The expansion at the end of the 1990s was of a different character. Rather than being fuelled by increased profits, the increase in the growth rate was only possible because of an historically unprecedented increase in debt. Here the stock market played a key role for it was the rise in equity values that sustained the increased debt, both corporate and private, to finance increased expenditure on both investment and consumption leading to higher growth rates.

Other figures show that the US private sector deficit—the difference between income and expenditure by households and corporations—went through an 11 percentage swing. From a surplus of around 5 percent of gross domestic product (GDP) at the beginning of the 1990s it plunged to an unprecedented deficit of more than 6 percent of GDP in 2000. [See Brenner, page 176]

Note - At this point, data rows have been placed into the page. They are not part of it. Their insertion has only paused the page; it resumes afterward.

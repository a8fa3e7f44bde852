//! Installation and capability reporting

use std::path::PathBuf;

use schemars::JsonSchema;
use scadview_core::OutputFormat;
use serde::{Deserialize, Serialize};

use crate::camera::{ColorScheme, ViewPreset};
use crate::config::Config;
use crate::renderer::{COMMON_PATHS, OpenScad};

/// Request for checking the OpenSCAD installation
#[derive(Debug, Default, Deserialize, JsonSchema)]
pub struct CheckOpenscadRequest {
    /// Also list the install locations that were searched
    #[serde(default)]
    pub include_paths: bool,
}

/// Result of `check_openscad`
#[derive(Debug, Clone, PartialEq, Serialize)]
pub struct OpenscadStatus {
    pub installed: bool,
    pub version: Option<String>,
    pub path: Option<PathBuf>,
    #[serde(skip_serializing_if = "Option::is_none")]
    pub searched_paths: Option<Vec<String>>,
    pub message: String,
}

impl OpenscadStatus {
    pub async fn detect(renderer: &OpenScad, include_paths: bool) -> Self {
        let path = renderer.executable().map(PathBuf::from);
        let version = renderer.version().await;
        let message = match (&path, &version) {
            (Some(_), Some(version)) => format!("OpenSCAD is installed: {version}"),
            (Some(path), None) => {
                format!("OpenSCAD found at {} but did not report a version", path.display())
            }
            (None, _) => {
                "OpenSCAD not found. Please install OpenSCAD from https://openscad.org".to_string()
            }
        };

        Self {
            installed: path.is_some(),
            version,
            path,
            searched_paths: include_paths
                .then(|| COMMON_PATHS.iter().map(|p| (*p).to_string()).collect()),
            message,
        }
    }
}

/// Result of `get_server_info`
#[derive(Debug, Clone, PartialEq, Serialize)]
pub struct ServerInfoReport {
    pub server_name: &'static str,
    pub version: &'static str,
    pub openscad_version: Option<String>,
    pub openscad_path: Option<PathBuf>,
    pub max_concurrent_renders: usize,
    pub render_timeout_seconds: u64,
    pub max_image_size: [u32; 2],
    pub response_max_tokens: usize,
    pub output_dir: PathBuf,
    pub supported_formats: Vec<&'static str>,
    pub output_formats: Vec<&'static str>,
    pub views: Vec<&'static str>,
    pub color_schemes: Vec<&'static str>,
}

impl ServerInfoReport {
    pub fn new(config: &Config, renderer: &OpenScad, openscad_version: Option<String>) -> Self {
        Self {
            server_name: "scadview-mcp",
            version: env!("CARGO_PKG_VERSION"),
            openscad_version,
            openscad_path: renderer.executable().map(PathBuf::from),
            max_concurrent_renders: renderer.max_concurrent(),
            render_timeout_seconds: config.rendering.timeout_seconds,
            max_image_size: [
                config.rendering.max_image_width,
                config.rendering.max_image_height,
            ],
            response_max_tokens: config.response.max_tokens,
            output_dir: config.output_dir(),
            supported_formats: vec!["png"],
            output_formats: OutputFormat::all_names().to_vec(),
            views: ViewPreset::all_names().to_vec(),
            color_schemes: ColorScheme::all_names(),
        }
    }
}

In the autumn of 1999, at the height of this speculative boom, Federal Reserve Board chairman Alan Greenspan declared: “It is safe to say that we are witnessing, this decade in the US, history’s most compelling demonstration of the productive capacity of free peoples operating in free markets.”

Actually the “boom” and the collapse that has followed is the most “compelling demonstration” of the growing instability of the world capitalist system.

Starting with the crisis of the British pound and the Scandinavian banking system in 1992, the past decade has seen: the US bond market crisis of 1994, the Mexican peso and banking crisis of 1994-95, the plunge of the US dollar to record lows in 1995 and its subsequent escalation, the Asian financial crisis of 1997-98, the collapse of the US hedge fund Long Term Capital Management in 1998, and the stock market bubble of the late 1990s, culminating in one of the most severe bear markets in history.

Moreover, the amplitude of economic events is growing. The past months have already seen the largest sovereign nation default in history (Argentina) and the two biggest-ever corporate collapses, Enron and WorldCom. The continued slide in financial markets indicates that there are further shocks to come.